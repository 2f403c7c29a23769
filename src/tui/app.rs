use std::sync::Arc;

use color_eyre::eyre::{Result, bail};
use crossterm::event::KeyCode::Char;
use crossterm::event::{KeyEvent, KeyModifiers};
use ratatui::backend::Backend;
use ratatui::buffer::Buffer;
use ratatui::layout::{Constraint, Layout, Position, Rect};
use ratatui::widgets::Widget;

use super::event::Action;
use super::header::Header;
use super::help::Help;
use super::input::Input;
use super::item_list::ItemList;
use super::widget::FilterWidget;
use super::{Event, Tui};
use crate::matcher::Matcher;
use crate::options::FilterOptions;
use crate::output::Outcome;
use crate::selection::SelectionSet;
use crate::theme::ColorTheme;
use crate::tui::options::TuiLayout;

/// Rows taken by the query line
const INPUT_HEIGHT: u16 = 1;

/// Application state for the filter UI
///
/// Owns the candidates and every piece of session state. Each event is settled
/// completely (query, matches, cursor, viewport, selection) before the next
/// frame is drawn.
pub struct App {
    /// The candidates, in input order
    pub candidates: Vec<Arc<str>>,
    /// Turns the query into matches
    pub matcher: Matcher,
    /// Query entry field
    pub input: Input,
    /// Header label
    pub header: Header,
    /// Key help line
    pub help: Help,
    /// Matches, cursor, viewport and selection
    pub item_list: ItemList,
    /// Color theme
    pub theme: Arc<ColorTheme>,
    /// Configuration options
    pub options: FilterOptions,
    /// Set once the session is decided
    pub outcome: Option<Outcome>,
    /// Whether the event loop should stop
    pub should_quit: bool,
    /// Terminal cursor position, on the query line
    pub cursor_pos: (u16, u16),
}

impl App {
    /// Builds the session from options and candidates and runs the initial query
    pub fn from_options(options: FilterOptions, theme: Arc<ColorTheme>, candidates: Vec<String>) -> Self {
        let candidates: Vec<Arc<str>> = candidates.into_iter().map(Arc::from).collect();
        let limit = options.effective_limit(candidates.len());

        let mut item_list = ItemList::from_options(&options, theme.clone());
        item_list.selection = SelectionSet::new(limit);
        if item_list.selection.is_multi() {
            for text in options.pre_selected() {
                if let Some(candidate) = candidates.iter().find(|c| c.as_ref() == text) {
                    item_list.selection.select(candidate);
                }
            }
        }
        let mut help = Help::from_options(&options, theme.clone());
        help.multi = limit > 1;

        let mut app = Self {
            matcher: Matcher::from_options(&options),
            input: Input::from_options(&options, theme.clone()),
            header: Header::from_options(&options, theme.clone()),
            help,
            item_list,
            candidates,
            theme,
            options,
            outcome: None,
            should_quit: false,
            cursor_pos: (0, 0),
        };
        app.rematch();
        app
    }

    /// Rows taken by everything but the list
    pub fn chrome_height(&self) -> u16 {
        INPUT_HEIGHT + self.header.height() + self.help.height()
    }

    /// Recomputes the viewport for a terminal of `width` x `height`.
    ///
    /// The list gets what the chrome leaves, capped by a configured height.
    pub fn resize(&mut self, width: u16, height: u16) {
        let mut list_height = height.saturating_sub(self.chrome_height());
        if self.options.height > 0 {
            list_height = list_height.min(self.options.height);
        }
        debug!("resize to {width}x{height}, list height {list_height}");
        self.item_list.resize(width, list_height);
    }

    /// Decides the session and asks the loop to stop
    fn finish(&mut self, outcome: Outcome) -> Vec<Event> {
        debug!("outcome: {outcome:?}");
        self.outcome = Some(outcome);
        vec![Event::Quit]
    }

    /// What submitting right now would return
    pub fn submission(&self) -> Vec<String> {
        if self.item_list.selection.is_multi() {
            self.item_list.selection.to_vec()
        } else {
            self.item_list
                .selected()
                .map(|item| vec![item.text.to_string()])
                .unwrap_or_default()
        }
    }

    /// Reruns the matcher against the current query
    fn rematch(&mut self) {
        let matches = self.matcher.run(&self.input.value, &self.candidates);
        self.item_list.set_items(matches);
    }

    fn on_query_changed(&mut self) -> Result<Vec<Event>> {
        self.rematch();
        Ok(vec![Event::Render])
    }

    /// Handles a TUI event and updates application state
    pub fn handle_event<B: Backend>(&mut self, tui: &mut Tui<B>, event: &Event) -> Result<()>
    where
        B::Error: Send + Sync + 'static,
    {
        match event {
            Event::Render => {
                tui.draw(|f| {
                    f.render_widget(&mut *self, f.area());
                    f.set_cursor_position(Position::from(self.cursor_pos));
                })?;
            }
            Event::Quit => {
                tui.exit()?;
                self.should_quit = true;
            }
            Event::Error(msg) => {
                tui.exit()?;
                bail!(msg.to_owned());
            }
            Event::Action(act) => {
                let events = self.handle_action(act)?;
                for evt in events {
                    tui.event_tx.send(evt)?;
                }
            }
            Event::Key(key) => {
                let events = self.handle_key(key);
                for evt in events {
                    tui.event_tx.send(evt)?;
                }
            }
            Event::Paste(text) => {
                self.input.insert_str(text);
                for evt in self.on_query_changed()? {
                    tui.event_tx.send(evt)?;
                }
            }
            Event::Resize(width, height) => {
                self.resize(*width, *height);
                tui.event_tx.send(Event::Render)?;
            }
        };

        Ok(())
    }

    /// Maps a key to the events it triggers
    pub fn handle_key(&mut self, key: &KeyEvent) -> Vec<Event> {
        debug!("key event: {:?}", key);

        if let Some(act) = self.options.keymap.get(key) {
            debug!("{act:?}");
            return act.iter().map(|a| Event::Action(a.clone())).collect();
        }
        match (key.modifiers, key.code) {
            (KeyModifiers::NONE, Char(c)) => vec![Event::Action(Action::AddChar(c))],
            (KeyModifiers::SHIFT, Char(c)) => {
                vec![Event::Action(Action::AddChar(c.to_uppercase().next().unwrap_or(c)))]
            }
            _ => vec![],
        }
    }

    /// Applies an action to the session state
    pub fn handle_action(&mut self, act: &Action) -> Result<Vec<Event>> {
        use Action::*;
        let multi = self.item_list.selection.is_multi();
        match act {
            Abort => return Ok(self.finish(Outcome::Aborted)),
            Quit => return Ok(self.finish(Outcome::QuitEmpty)),
            Accept => {
                let selected = self.submission();
                return Ok(self.finish(Outcome::Submitted(selected)));
            }
            AddChar(c) => {
                self.input.insert(*c);
                return self.on_query_changed();
            }
            BackwardChar => self.input.move_left(),
            BackwardDeleteChar => {
                if self.input.delete_backward().is_some() {
                    return self.on_query_changed();
                }
            }
            BackwardKillWord => {
                if !self.input.delete_backward_word().is_empty() {
                    return self.on_query_changed();
                }
            }
            BackwardWord => self.input.move_cursor_backward_word(),
            BeginningOfLine => self.input.move_to_start(),
            DeleteChar => {
                if self.input.delete_forward().is_some() {
                    return self.on_query_changed();
                }
            }
            DeselectAll => {
                if multi {
                    self.item_list.selection.deselect_all();
                }
            }
            Down => self.item_list.down(),
            EndOfLine => self.input.move_to_end(),
            ForwardChar => self.input.move_right(),
            ForwardWord => self.input.move_cursor_forward_word(),
            Ignore => return Ok(vec![]),
            KillLine => {
                if !self.input.delete_to_end().is_empty() {
                    return self.on_query_changed();
                }
            }
            KillWord => {
                if !self.input.delete_forward_word().is_empty() {
                    return self.on_query_changed();
                }
            }
            SelectAll => {
                if multi {
                    self.item_list.select_all();
                }
            }
            Toggle => {
                if multi {
                    self.item_list.toggle();
                }
            }
            ToggleAll => {
                if multi {
                    self.item_list.toggle_all();
                }
            }
            ToggleDown => {
                if multi {
                    self.item_list.toggle();
                    self.item_list.down();
                }
            }
            ToggleUp => {
                if multi {
                    self.item_list.toggle();
                    self.item_list.up();
                }
            }
            UnixLineDiscard => {
                if !self.input.delete_to_beginning().is_empty() {
                    return self.on_query_changed();
                }
            }
            UnixWordRubout => {
                if !self.input.delete_backward_to_whitespace().is_empty() {
                    return self.on_query_changed();
                }
            }
            Up => self.item_list.up(),
        }
        self.item_list.clamp_cursor();
        Ok(vec![Event::Render])
    }
}

impl Widget for &mut App {
    fn render(self, area: Rect, buf: &mut Buffer) {
        let list_height = Constraint::Length(self.item_list.viewport().height);
        let header = Constraint::Length(self.header.height());
        let input = Constraint::Length(INPUT_HEIGHT);
        let help = Constraint::Length(self.help.height());

        let (header_area, input_area, list_area, help_area) = match self.options.layout() {
            TuiLayout::Forward => {
                let [header_area, input_area, list_area, help_area, _] =
                    Layout::vertical([header, input, list_height, help, Constraint::Fill(1)]).areas(area);
                (header_area, input_area, list_area, help_area)
            }
            TuiLayout::Reverse => {
                let [_, list_area, input_area, help_area, header_area] =
                    Layout::vertical([Constraint::Fill(1), list_height, input, help, header]).areas(area);
                (header_area, input_area, list_area, help_area)
            }
        };

        self.header.render(header_area, buf);
        self.input.render(input_area, buf);
        self.item_list.render(list_area, buf);
        self.help.render(help_area, buf);

        self.cursor_pos = (
            (input_area.x + self.input.cursor_pos()).min(input_area.right().saturating_sub(1)),
            input_area.y,
        );
    }
}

*Goal of the exercise:*
Please give only the number of lines above that contain the word "session".

*Answer:*
5